## [PROBLEM DESCRIPTION]
For the string "ServoConfig", find every matching line in the records and copy it.

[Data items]
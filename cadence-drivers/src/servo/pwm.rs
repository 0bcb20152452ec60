//! Hobby servo on a PWM channel
//!
//! Position 0.0..=1.0 maps linearly onto a pulse width between the
//! configured endpoints. The PWM period must match `period_us`.

use cadence_core::traits::{check_position, OutputError, ServoOutput};
use embedded_hal::pwm::SetDutyCycle;

/// Servo pulse configuration
#[derive(Debug, Clone)]
pub struct ServoConfig {
    /// Pulse width at position 0.0
    pub min_pulse_us: u16,
    /// Pulse width at position 1.0
    pub max_pulse_us: u16,
    /// PWM period (20 ms for standard servos)
    pub period_us: u16,
    /// Mirror the travel (position p drives 1.0 - p)
    pub reversed: bool,
}

impl Default for ServoConfig {
    fn default() -> Self {
        Self {
            min_pulse_us: 500,
            max_pulse_us: 2500,
            period_us: 20_000,
            reversed: false,
        }
    }
}

/// Positional servo
pub struct PwmServo<P> {
    pwm: P,
    config: ServoConfig,
    position: Option<f32>,
}

impl<P: SetDutyCycle> PwmServo<P> {
    /// Create a driver; no pulse is output until the first position
    pub fn new(pwm: P, config: ServoConfig) -> Self {
        Self {
            pwm,
            config,
            position: None,
        }
    }

    /// Last commanded position
    pub fn position(&self) -> Option<f32> {
        self.position
    }

    /// Pulse width for a position
    pub fn pulse_us(&self, position: f32) -> u16 {
        let position = if self.config.reversed {
            1.0 - position
        } else {
            position
        };
        let min = self.config.min_pulse_us as f32;
        let span = self.config.max_pulse_us as f32 - min;
        (min + position.clamp(0.0, 1.0) * span + 0.5) as u16
    }

    /// Give the PWM channel back
    pub fn free(self) -> P {
        self.pwm
    }
}

impl<P: SetDutyCycle> ServoOutput for PwmServo<P> {
    fn set_position(&mut self, position: f32) -> Result<(), OutputError> {
        let position = check_position(position)?;
        let pulse = self.pulse_us(position).min(self.config.period_us);
        self.pwm
            .set_duty_cycle_fraction(pulse, self.config.period_us)
            .map_err(|_| OutputError::Bus)?;
        self.position = Some(position);
        Ok(())
    }
}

## [SOLUTION TO THE EXERCISE]
pub struct ServoConfig {
impl Default for ServoConfig {
    config: ServoConfig,
    pub fn new(pwm: P, config: ServoConfig) -> Self {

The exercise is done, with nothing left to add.